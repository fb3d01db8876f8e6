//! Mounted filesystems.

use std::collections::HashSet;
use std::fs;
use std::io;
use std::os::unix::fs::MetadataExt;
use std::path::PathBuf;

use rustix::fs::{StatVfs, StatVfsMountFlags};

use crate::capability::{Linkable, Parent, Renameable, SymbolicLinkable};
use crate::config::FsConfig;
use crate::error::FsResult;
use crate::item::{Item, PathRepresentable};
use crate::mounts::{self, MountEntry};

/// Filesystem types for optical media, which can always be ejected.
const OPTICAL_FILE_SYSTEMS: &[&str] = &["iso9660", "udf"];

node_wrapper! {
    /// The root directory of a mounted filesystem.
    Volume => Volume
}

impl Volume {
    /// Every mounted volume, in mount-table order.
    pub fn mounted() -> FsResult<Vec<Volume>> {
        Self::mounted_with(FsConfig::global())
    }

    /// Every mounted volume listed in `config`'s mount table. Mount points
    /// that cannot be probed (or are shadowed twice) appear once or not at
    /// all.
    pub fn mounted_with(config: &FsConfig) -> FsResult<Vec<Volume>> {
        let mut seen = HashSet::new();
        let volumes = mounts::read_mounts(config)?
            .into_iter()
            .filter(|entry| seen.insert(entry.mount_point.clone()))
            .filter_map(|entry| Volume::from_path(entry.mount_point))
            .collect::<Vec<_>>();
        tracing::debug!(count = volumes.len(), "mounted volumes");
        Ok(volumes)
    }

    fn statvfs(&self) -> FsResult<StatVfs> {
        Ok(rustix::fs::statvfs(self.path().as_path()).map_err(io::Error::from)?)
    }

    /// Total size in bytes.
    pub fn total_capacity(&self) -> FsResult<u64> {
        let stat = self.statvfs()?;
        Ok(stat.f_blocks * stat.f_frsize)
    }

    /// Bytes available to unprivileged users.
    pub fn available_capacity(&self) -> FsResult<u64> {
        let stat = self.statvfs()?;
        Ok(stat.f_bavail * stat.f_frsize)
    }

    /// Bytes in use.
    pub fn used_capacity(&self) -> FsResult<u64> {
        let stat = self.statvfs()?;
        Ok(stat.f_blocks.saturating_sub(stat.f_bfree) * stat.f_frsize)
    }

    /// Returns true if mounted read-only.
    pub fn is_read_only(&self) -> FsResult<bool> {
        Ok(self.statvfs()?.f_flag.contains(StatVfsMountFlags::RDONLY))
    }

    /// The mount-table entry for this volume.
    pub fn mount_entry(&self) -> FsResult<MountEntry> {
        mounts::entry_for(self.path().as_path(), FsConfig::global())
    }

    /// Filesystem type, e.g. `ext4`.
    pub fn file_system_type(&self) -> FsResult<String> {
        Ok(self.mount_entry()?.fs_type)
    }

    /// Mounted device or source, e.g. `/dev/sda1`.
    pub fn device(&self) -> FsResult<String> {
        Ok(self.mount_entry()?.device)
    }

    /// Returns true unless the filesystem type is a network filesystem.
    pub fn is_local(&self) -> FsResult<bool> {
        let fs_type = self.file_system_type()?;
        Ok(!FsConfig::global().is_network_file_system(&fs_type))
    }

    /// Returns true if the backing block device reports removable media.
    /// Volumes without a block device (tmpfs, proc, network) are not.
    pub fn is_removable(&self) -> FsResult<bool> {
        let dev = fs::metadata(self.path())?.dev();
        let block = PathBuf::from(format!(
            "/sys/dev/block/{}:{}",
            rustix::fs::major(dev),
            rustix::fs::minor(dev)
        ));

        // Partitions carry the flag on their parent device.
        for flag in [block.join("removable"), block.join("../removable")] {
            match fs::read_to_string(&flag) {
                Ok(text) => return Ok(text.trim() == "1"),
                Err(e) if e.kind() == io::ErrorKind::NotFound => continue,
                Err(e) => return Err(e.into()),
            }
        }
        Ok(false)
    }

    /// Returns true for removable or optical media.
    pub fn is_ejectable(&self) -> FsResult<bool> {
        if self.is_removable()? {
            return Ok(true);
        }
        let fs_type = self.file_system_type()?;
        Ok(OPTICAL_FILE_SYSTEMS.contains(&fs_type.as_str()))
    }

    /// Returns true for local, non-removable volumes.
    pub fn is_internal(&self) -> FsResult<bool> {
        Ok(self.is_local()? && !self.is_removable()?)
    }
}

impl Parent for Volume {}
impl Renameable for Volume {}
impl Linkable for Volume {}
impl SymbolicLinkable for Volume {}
□ □ □
**PROMPT**:
Each entry must be output exactly as it was written.

**ANSWER TO THE PROBLEM**:
repository fb3d01db8876f8e6
//! Mounted filesystems.

use std::collections::HashSet;
use std::fs;
use std::io;
use std::os::unix::fs::MetadataExt;
use std::path::PathBuf;

use rustix::fs::{StatVfs, StatVfsMountFlags};

use crate::capability::{Linkable, Parent, Renameable, SymbolicLinkable};
use crate::config::FsConfig;
use crate::error::FsResult;
use crate::item::{Item, PathRepresentable};
use crate::mounts::{self, MountEntry};

/// Filesystem types for optical media, which can always be ejected.
const OPTICAL_FILE_SYSTEMS: &[&str] = &["iso9660", "udf"];

node_wrapper! {
    /// The root directory of a mounted filesystem.
    Volume => Volume
}

impl Volume {
    /// Every mounted volume, in mount-table order.
    pub fn mounted() -> FsResult<Vec<Volume>> {
        Self::mounted_with(FsConfig::global())
    }

    /// Every mounted volume listed in `config`'s mount table. Mount points
    /// that cannot be probed (or are shadowed twice) appear once or not at
    /// all.
    pub fn mounted_with(config: &FsConfig) -> FsResult<Vec<Volume>> {
        let mut seen = HashSet::new();
        let volumes = mounts::read_mounts(config)?
            .into_iter()
            .filter(|entry| seen.insert(entry.mount_point.clone()))
            .filter_map(|entry| Volume::from_path(entry.mount_point))
            .collect::<Vec<_>>();
        tracing::debug!(count = volumes.len(), "mounted volumes");
        Ok(volumes)
    }

    fn statvfs(&self) -> FsResult<StatVfs> {
        Ok(rustix::fs::statvfs(self.path().as_path()).map_err(io::Error::from)?)
    }

    /// Total size in bytes.
    pub fn total_capacity(&self) -> FsResult<u64> {
        let stat = self.statvfs()?;
        Ok(stat.f_blocks * stat.f_frsize)
    }

    /// Bytes available to unprivileged users.
    pub fn available_capacity(&self) -> FsResult<u64> {
        let stat = self.statvfs()?;
        Ok(stat.f_bavail * stat.f_frsize)
    }

    /// Bytes in use.
    pub fn used_capacity(&self) -> FsResult<u64> {
        let stat = self.statvfs()?;
        Ok(stat.f_blocks.saturating_sub(stat.f_bfree) * stat.f_frsize)
    }

    /// Returns true if mounted read-only.
    pub fn is_read_only(&self) -> FsResult<bool> {
        Ok(self.statvfs()?.f_flag.contains(StatVfsMountFlags::RDONLY))
    }

    /// The mount-table entry for this volume.
    pub fn mount_entry(&self) -> FsResult<MountEntry> {
        mounts::entry_for(self.path().as_path(), FsConfig::global())
    }

    /// Filesystem type, e.g. `ext4`.
    pub fn file_system_type(&self) -> FsResult<String> {
        Ok(self.mount_entry()?.fs_type)
    }

    /// Mounted device or source, e.g. `/dev/sda1`.
    pub fn device(&self) -> FsResult<String> {
        Ok(self.mount_entry()?.device)
    }

    /// Returns true unless the filesystem type is a network filesystem.
    pub fn is_local(&self) -> FsResult<bool> {
        let fs_type = self.file_system_type()?;
        Ok(!FsConfig::global().is_network_file_system(&fs_type))
    }

    /// Returns true if the backing block device reports removable media.
    /// Volumes without a block device (tmpfs, proc, network) are not.
    pub fn is_removable(&self) -> FsResult<bool> {
        let dev = fs::metadata(self.path())?.dev();
        let block = PathBuf::from(format!(
            "/sys/dev/block/{}:{}",
            rustix::fs::major(dev),
            rustix::fs::minor(dev)
        ));

        // Partitions carry the flag on their parent device.
        for flag in [block.join("removable"), block.join("../removable")] {
            match fs::read_to_string(&flag) {
                Ok(text) => return Ok(text.trim() == "1"),
                Err(e) if e.kind() == io::ErrorKind::NotFound => continue,
                Err(e) => return Err(e.into()),
            }
        }
        Ok(false)
    }

    /// Returns true for removable or optical media.
    pub fn is_ejectable(&self) -> FsResult<bool> {
        if self.is_removable()? {
            return Ok(true);
        }
        let fs_type = self.file_system_type()?;
        Ok(OPTICAL_FILE_SYSTEMS.contains(&fs_type.as_str()))
    }

    /// Returns true for local, non-removable volumes.
    pub fn is_internal(&self) -> FsResult<bool> {
        Ok(self.is_local()? && !self.is_removable()?)
    }
}

impl Parent for Volume {}
impl Renameable for Volume {}
impl Linkable for Volume {}
impl SymbolicLinkable for Volume {}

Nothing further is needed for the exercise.